The applicability of judicial estoppel is perhaps the single most interesting issue presented by these appeals. The original briefs filed in both appeals simply cry out for an answer to the question: “Isn't this argument the exact opposite of that argued in this party's briefs in the other appeal?” Responding to the cry, we asked the parties to file supplemental briefs addressing the issue that was ignored by everyone in the original briefing: “Does the doctrine of judicial estoppel operate to bar either or both of the appeals in this case?” After much reflection we have determined that, notwithstanding the tremendous temptation to penalize the parties for “playing fast and loose with the court” (Jackson v. County of Los Angeles (1997) 60 Cal.App.4th 171, 181, 70 Cal.Rptr.2d 96) the most judicious approach is to reach the merits of the parties' appeals. Therefore, we do not decide the applicability of the doctrine.
Summary and Disposition
In Beck's appeal (A092636) we affirm the trial court's entry of summary judgment in favor of Wecht. As a matter of law, as cocounsel representing the Stephenses in their action against General Motors, Wecht and Beck were not in a fiduciary relationship and owed each other no fiduciary duties. Wecht shall recover his costs on appeal.
In American Equity's appeal (A092221) we affirm the trial court's entry of summary judgment in favor of Beck. The attorneys involved in the prosecution of the Stephenses' actions were not parties to a joint venture agreement. Accordingly, American Equity's claim for statutory contribution under partnership principles failed. Beck shall recover his costs on appeal.
1. Formerly Corporations Code section 15001 et seq.

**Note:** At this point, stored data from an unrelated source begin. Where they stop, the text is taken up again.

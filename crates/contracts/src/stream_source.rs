//! Stream boundary: poll raw records, decode payloads.

use std::time::Duration;

use crate::{ContractError, FieldMap, RawRecord};

/// Stream of produced events
#[trait_variant::make(StreamSource: Send)]
pub trait LocalStreamSource {
    /// Source name (used for logging/metrics)
    fn name(&self) -> &str;

    /// Fetch the next batch, waiting at most `max_wait` when nothing is available.
    ///
    /// An empty batch is a normal result.
    async fn poll(&mut self, max_wait: Duration) -> Result<Vec<RawRecord>, ContractError>;

    /// Release the underlying connection/file
    async fn close(&mut self) -> Result<(), ContractError>;
}

/// Decoder adapter: raw payload bytes to an ordered field map.
///
/// Selected once at run setup; the engine never branches on the payload format.
pub trait EventDecoder: Send + Sync {
    fn decode(&self, payload: &[u8]) -> Result<FieldMap, ContractError>;
}

impl<F> EventDecoder for F
where
    F: Fn(&[u8]) -> Result<FieldMap, ContractError> + Send + Sync,
{
    fn decode(&self, payload: &[u8]) -> Result<FieldMap, ContractError> {
        self(payload)
    }
}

2. American Equity misses the point in this appeal, but nails it in responding to Beck's appeal. There it argues that the issue of the potential for conflict between cocounsel “cannot be viewed retroactively, as it is the potential for conflict from the outset that precludes the development of a fiduciary relationship between the attorneys, and leaves each of them free to consider only the interests of the client during the course of his or her representation.” (Italics in original.) We discuss the doctrine of judicial estoppel below.
3. As noted above, some authorities include in the list of elements the existence of a fiduciary relationship. (See, e.g., Stilwell, supra, 178 Cal.App.2d at p. 618, 3 Cal.Rptr. 285.)
HORNER, J.* FN* Judge of the Superior Court of Alameda County, assigned by the Chief Justice pursuant to article VI, section 6 of the California Constitution.
McGUINESS, P.J., and CORRIGAN, J., concur.